Suriye’de Arap Bedeviler Dürziler’e saldırıyor; kan gövdeyi götürüyor. İsrail Dürziler’i korumak adına Şam ve Suveyda kasabasını bombalıyor. Bir yandan el altından İsrail’le ticaret yapıp para kazanacaksınız, öbür yanda sözüm ona İsrail’e kafa tutacaksınız. Daha bir gün önce X platformunda paylaşılan İngilizce bir hesapta cihatçı bir takım elemanların Metro Turizm otobüsleriyle Suriye’ye, Dürziler’le savaşmaya gönderildiği yazılıydı. İddia doğruysa dehşet. Koskoca Türkiye’yi İsrail’le savaşa mı sokmak istiyorsunuz?
Tek adam rejimi böyle bir şey. Ancak Cumhurbaşkanı Erdoğan’ın hakkını teslim etmek lazım. Her zaman net ve açık konuştu. Yıllardır muhalefeti uyarıyor,”Ülkeyi yönetmeye talip olmamalarını tavsiye ediyorum,” diyor. Geçerli olan Anayasa’yı değiştirip ömür boyu başkanlık sistemi yaratmak, bir de sanırım Türkiye’yi neo-Osmanlı hayaliyle federatif bir devlet haline getirmeyi hedefliyor. Yapacağı hamlenin Türkiye’yi Lübnanlaştırmaya sürükleyeceğini hesap etmiyor olabilir. Sürekli “ümmet” den söz edip, millet ilkesini göz ardı ettiğine göre amacı neo-Osmanlı bir düzen kurmak. ABD Büyükelçisi Tom Barrack da Türkiye için Osmanlı modelinin ideal olduğunu açık açık söylemişti.
Diyeceksiniz ki, “Türkiye’yi Lübnanlaştırarak ya da neo-Osmanlı bir rejim kurarak eline ne geçecek? Devlet çökerse hepimizle birlikte kendisi de bu yıkıntının altında kalır.” Kalır mı? Yoksa aklında başka formüller mi vardır, kendisi için başka çıkış yolları? Benden sonrası tufan, zihniyetiyle yolunda yürüyor. Bizim muhalefet yeni uyandı. Dilerim çok geç olmamıştır.
İlkokul ve ortaokulda “yurttaşlık” isimli bir ders okumuştuk. Yurttaşlık Bilgisi ders kitabından yurttaşlık bilincinin ne anlama geldiğini öğrenmiştik.

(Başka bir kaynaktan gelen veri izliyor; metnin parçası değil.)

impl Dispatcher {
    pub fn new(store: Store, page_size: usize) -> Self {
        Self {
            store,
            conversations: ConversationRegistry::new(),
            page_size,
        }
    }

    /// Process one event. Never panics and never propagates an error: any
    /// failure becomes a visible notice so the loop keeps running. `None`
    /// means the event was deliberately ignored (idle free text).
    pub fn handle(&self, incoming: &Incoming) -> Option<Reply> {
        let chat_id = incoming.sender.chat_id;
        let result = match &incoming.payload {
            Payload::Command(command) => self.handle_command(incoming, *command),
            Payload::Text(text) => self.handle_text(incoming, text),
            Payload::Callback(data) => self.handle_callback(incoming, data),
        };

        match result {
            Ok(reply) => reply,
            Err(err) => {
                match &err {
                    BotError::Unauthorized { kind, id } => {
                        warn!(chat_id, kind, id, "Rejected cross-user access");
                    }
                    BotError::Store(store_err) => {
                        error!(chat_id, error = %store_err, "Store failure during dispatch");
                    }
                    other => debug!(chat_id, error = %other, "Dispatch rejected event"),
                }
                Some(Reply::text(err.user_notice()))
            }
        }
    }

    // === Commands ===

    fn handle_command(&self, incoming: &Incoming, command: Command) -> Result<Option<Reply>, BotError> {
        let chat_id = incoming.sender.chat_id;
        match command {
            Command::Start => {
                let user = self.store.get_or_create_user(&incoming.sender)?;
                Ok(Some(Reply::with_keyboard(
                    format::welcome_text(user.display_name()),
                    keyboard::main_menu(),
                )))
            }
            Command::Help => Ok(Some(Reply::with_keyboard(format::help_text(), keyboard::main_menu()))),
            Command::Todo => Ok(Some(main_menu_reply())),
            Command::Today => {
                let user = self.require_user(chat_id)?;
                let today = today();
                let tasks = self.store.tasks_due_on(user.id, today)?;
                let text = if tasks.is_empty() {
                    "🎉 Nothing due today!".to_string()
                } else {
                    format!(
                        "📅 *Due today ({})*\n\n{}",
                        today.format("%d/%m/%Y"),
                        format::format_task_list(&tasks, today)
                    )
                };
                Ok(Some(Reply::with_keyboard(text, keyboard::main_menu())))
            }
            Command::New => {
                // Any interaction may create the user lazily
                self.store.get_or_create_user(&incoming.sender)?;
                self.conversations.start(chat_id);
                Ok(Some(title_prompt()))
            }
            Command::Cancel => {
                if self.conversations.cancel(chat_id) {
                    Ok(Some(Reply::with_keyboard(
                        "❌ Task creation cancelled.",
                        keyboard::main_menu(),
                    )))
                } else {
                    Ok(Some(Reply::text("Nothing to cancel.")))
                }
            }
            Command::Skip => {
                if self.conversations.state(chat_id) == Some(ConvState::AwaitingDescription) {
                    self.conversations.skip_description(chat_id)?;
                    let user = self.require_user(chat_id)?;
                    Ok(Some(self.category_prompt(&user)?))
                } else {
                    Ok(Some(Reply::text("Nothing to skip.")))
                }
            }
        }
    }

    // === Free text ===

    fn handle_text(&self, incoming: &Incoming, text: &str) -> Result<Option<Reply>, BotError> {
        let chat_id = incoming.sender.chat_id;
        match self.conversations.state(chat_id) {
            // No conversation: free text is ignored
            None => Ok(None),
            Some(ConvState::AwaitingTitle) => {
                self.conversations.submit_title(chat_id, text)?;
                Ok(Some(description_prompt()))
            }
            Some(ConvState::AwaitingDescription) => {
                self.conversations.submit_description(chat_id, text)?;
                let user = self.require_user(chat_id)?;
                Ok(Some(self.category_prompt(&user)?))
            }
            Some(ConvState::AwaitingCategory) | Some(ConvState::AwaitingPriority) => {
                Ok(Some(Reply::text("Please use the buttons above.")))
            }
            Some(ConvState::AwaitingDueDate) => {
                // Parse failure re-prompts without touching collected fields
                let date = NaiveDate::parse_from_str(text.trim(), DATE_FORMAT).map_err(|_| {
                    BotError::InvalidInput("Invalid date. Please use the YYYY-MM-DD format:".to_string())
                })?;
                let user = self.require_user(chat_id)?;
                Ok(Some(self.finalize(&user, chat_id, date)?))
            }
        }
    }

    // === Button presses ===

    fn handle_callback(&self, incoming: &Incoming, data: &str) -> Result<Option<Reply>, BotError> {
        let chat_id = incoming.sender.chat_id;
        let action: Action = data
            .parse()
            .map_err(|err: ActionParseError| BotError::InvalidInput(err.to_string()))?;

        // Resolve the acting user before any handler; no user, no mutation.
        let user = self.require_user(chat_id)?;
        debug!(chat_id, user_id = user.id, ?action, "Dispatching action");

        let reply = match action {
            Action::MainMenu => main_menu_reply(),
            Action::Settings => Reply::with_keyboard("⚙️ *Settings*", keyboard::settings_menu()),
            Action::ViewTasks => self.task_list_reply(&user, 0)?,
            Action::Page(page) => self.task_list_reply(&user, page)?,
            Action::ManageCategories => self.category_overview_reply(&user)?,

            Action::AddTask => {
                self.conversations.start(chat_id);
                title_prompt()
            }
            Action::PickCategory(category_id) => {
                // Must belong to the acting user, not merely exist
                self.fetch_owned_category(&user, category_id)?;
                self.conversations.select_category(chat_id, category_id)?;
                priority_prompt()
            }
            Action::PickPriority(priority) => {
                self.conversations.select_priority(chat_id, priority)?;
                due_date_prompt()
            }
            Action::PickDueDate(date) => self.finalize(&user, chat_id, date)?,
            Action::CustomDate => {
                if self.conversations.state(chat_id) != Some(ConvState::AwaitingDueDate) {
                    return Err(BotError::InvalidInput(
                        "No task in progress. Send /new to start one.".to_string(),
                    ));
                }
                Reply::text("📅 Please enter a date (YYYY-MM-DD):\n\nFor example: 2026-12-31")
            }

            Action::TaskDetail(task_id) => {
                let task = self.fetch_owned_task(&user, task_id)?;
                self.task_detail_reply(&user, &task)?
            }
            Action::ToggleComplete(task_id) => {
                self.fetch_owned_task(&user, task_id)?;
                let task = self
                    .store
                    .toggle_complete(user.id, task_id)?
                    .ok_or(BotError::NotFound { kind: "task", id: task_id })?;
                self.task_detail_reply(&user, &task)?
            }
            Action::EditPriority(task_id) => {
                self.fetch_owned_task(&user, task_id)?;
                Reply::with_keyboard("🏷️ *Pick a priority:*", keyboard::priority_picker(Some(task_id)))
            }
            Action::EditCategory(task_id) => {
                self.fetch_owned_task(&user, task_id)?;
                let categories = self.store.categories(user.id)?;
                Reply::with_keyboard(
                    "📂 *Pick a category:*",
                    keyboard::category_picker(&categories, Some(task_id)),
                )
            }
            Action::EditDueDate(task_id) => {
                self.fetch_owned_task(&user, task_id)?;
                Reply::with_keyboard("📅 *Pick a due date:*", keyboard::due_date_picker(Some(task_id), today()))
            }
            Action::SetPriority { task_id, priority } => {
                self.fetch_owned_task(&user, task_id)?;
                let task = self
                    .store
                    .set_priority(user.id, task_id, priority)?
                    .ok_or(BotError::NotFound { kind: "task", id: task_id })?;
                self.task_detail_reply(&user, &task)?
            }
            Action::SetCategory { task_id, category_id } => {
                self.fetch_owned_task(&user, task_id)?;
                self.fetch_owned_category(&user, category_id)?;
                let task = self
                    .store
                    .set_category(user.id, task_id, category_id)?
                    .ok_or(BotError::NotFound { kind: "task", id: task_id })?;
                self.task_detail_reply(&user, &task)?
            }
            Action::SetDueDate { task_id, date } => {
                self.fetch_owned_task(&user, task_id)?;
                let task = self
                    .store
                    .set_due_date(user.id, task_id, date)?
                    .ok_or(BotError::NotFound { kind: "task", id: task_id })?;
                self.task_detail_reply(&user, &task)?
            }
            Action::DeleteTask(task_id) => {
                self.fetch_owned_task(&user, task_id)?;
                Reply::with_keyboard(
                    "🗑️ *Confirm deletion*\n\nAre you sure you want to delete this task?",
                    keyboard::confirm_delete(task_id),
                )
            }
            Action::ConfirmDelete(task_id) => {
                if self.store.delete_task(user.id, task_id)? {
                    Reply::with_keyboard("🗑️ Task deleted.", keyboard::main_menu())
                } else if self.store.task_exists(task_id)? {
                    return Err(BotError::Unauthorized { kind: "task", id: task_id });
                } else {
                    // Deleting an already-deleted task is a reported no-op
                    Reply::with_keyboard("🗑️ Task was already gone.", keyboard::main_menu())
                }
            }
        };

        Ok(Some(reply))
    }

    // === Shared pieces ===

    fn require_user(&self, chat_id: i64) -> Result<User, BotError> {
        self.store
            .user_by_chat(chat_id)?
            .ok_or(BotError::UnknownUser(chat_id))
    }

    /// Fetch a task scoped to the acting user; a foreign task reports
    /// Unauthorized internally, NotFound to the user.
    fn fetch_owned_task(&self, user: &User, task_id: i64) -> Result<Task, BotError> {
        match self.store.task(user.id, task_id)? {
            Some(task) => Ok(task),
            None if self.store.task_exists(task_id)? => Err(BotError::Unauthorized { kind: "task", id: task_id }),
            None => Err(BotError::NotFound { kind: "task", id: task_id }),
        }
    }

    fn fetch_owned_category(&self, user: &User, category_id: i64) -> Result<Category, BotError> {
        match self.store.category(user.id, category_id)? {
            Some(category) => Ok(category),
            None if self.store.category_exists(category_id)? => Err(BotError::Unauthorized {
                kind: "category",
                id: category_id,
            }),
            None => Err(BotError::NotFound {
                kind: "category",
                id: category_id,
            }),
        }
    }

    /// Atomically persist the accumulated draft. The flow is terminal either
    /// way: a persistence failure is reported, not retried.
    fn finalize(&self, user: &User, chat_id: i64, date: NaiveDate) -> Result<Reply, BotError> {
        let new_task = self.conversations.submit_due_date(chat_id, date)?;
        match self.store.create_task(user.id, &new_task) {
            Ok(task) => {
                debug!(chat_id, task_id = task.id, "Task created from conversation");
                Ok(Reply::with_keyboard(
                    "✅ *Task added successfully!*",
                    keyboard::main_menu(),
                ))
            }
            Err(err) => {
                error!(chat_id, error = %err, "Failed to persist finalized task");
                Ok(Reply::with_keyboard(
                    "⚠️ I couldn't save your task. Please try again with /new.",
                    keyboard::main_menu(),
                ))
            }
        }
    }

    fn task_list_reply(&self, user: &User, page: usize) -> Result<Reply, BotError> {
        let tasks = self.store.tasks(user.id)?;
        let today = today();
        if tasks.is_empty() {
            return Ok(Reply::with_keyboard(
                "📭 You have no tasks yet!\n\nPress '➕ Add task' to get started.",
                keyboard::main_menu(),
            ));
        }

        let total_pages = tasks.len().div_ceil(self.page_size);
        let page = page.min(total_pages.saturating_sub(1));
        let text = format!(
            "📋 *Your tasks* (page {}/{})\n\n{}",
            page + 1,
            total_pages,
            format::format_task_list(&tasks, today)
        );
        Ok(Reply::with_keyboard(text, keyboard::task_list(&tasks, page, self.page_size)))
    }

    fn task_detail_reply(&self, user: &User, task: &Task) -> Result<Reply, BotError> {
        let category_name = match task.category_id {
            Some(category_id) => self.store.category(user.id, category_id)?.map(|c| c.name),
            None => None,
        };
        let text = format::format_task(task, category_name.as_deref(), today());
        Ok(Reply::with_keyboard(text, keyboard::task_detail(task.id)))
    }

    fn category_overview_reply(&self, user: &User) -> Result<Reply, BotError> {
        let counts = self.store.category_task_counts(user.id)?;
        let text = if counts.is_empty() {
            "📂 You have no categories yet!".to_string()
        } else {
            let mut lines = vec!["📂 *Your categories*".to_string(), String::new()];
            for (category, count) in counts {
                lines.push(format!("• {}: {} tasks", category.name, count));
            }
            lines.join("\n")
        };
        Ok(Reply::with_keyboard(text, keyboard::main_menu()))
    }

    fn category_prompt(&self, user: &User) -> Result<Reply, BotError> {
        // The category set is read at transition time; if it changes before
        // the selection arrives, last write wins.
        let categories = self.store.categories(user.id)?;
        Ok(Reply::with_keyboard(
            "📂 *Pick a category:*",
            keyboard::category_picker(&categories, None),
        ))
    }
}
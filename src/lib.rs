//! todobot - conversational task manager
//!
//! A chat bot that manages per-user to-do lists: a multi-step add-task
//! conversation, button-driven task management, SQLite persistence and
//! scheduled database backups.
//!
//! Module map:
//! - [`domain`]: core entity types (users, tasks, categories, priorities)
//! - [`store`]: SQLite persistence, ownership-scoped queries, snapshots
//! - [`event`]: transport-boundary event and reply types
//! - [`conversation`]: the add-task state machine, keyed per user
//! - [`dispatch`]: routes events to store operations and renders replies
//! - [`render`]: text formatting and keyboard layouts
//! - [`backup`]: timestamped snapshots with retention, on a daily schedule
//! - [`config`] / [`cli`]: YAML configuration and the command line
//! - [`transport`]: the pluggable chat boundary and the console transport

pub mod backup;
pub mod cli;
pub mod config;
pub mod conversation;
pub mod dispatch;
pub mod domain;
pub mod event;
pub mod render;
pub mod store;
pub mod transport;

pub use backup::BackupManager;
pub use config::Config;
pub use dispatch::Dispatcher;
pub use event::{Incoming, Reply};
pub use store::Store;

Bildiğim kadarıyla son yıllarda öğrencilerin beyinleri din dersleri bombardımanına tutulduğu için yurttaşlık bilgisine yer kalmadı. Kimileriniz, köhnemiş ideoloji ağzıyla yazı yazıyorsun, diye beni eleştirebilir. Eleştiri iyidir de, bilmeden söylendiğinde biraz tuhaf kaçar. Öğrenmek isteyenler için... Her köklü, demokratik, ciddi devletin kendini korumak için çatısını çatıp, içini doldurduğu bir ideolojisi var. Bizde, okuduklarını oturma organlarıyla anlayan kimi liberaller ve solcuların, köhne ideolojileri çöpe atalım, yeni Türkiye, mantığının ülkeyi nerelere sürüklediğine hep birlikte tanıklık ediyoruz. Göz göre göre ve bile isteye koskoca bir devlet nasıl yıkılır, araştırması yapmak isteyenler için Türkiye mükemmel bir laboratuvar. Tavsiye ederim.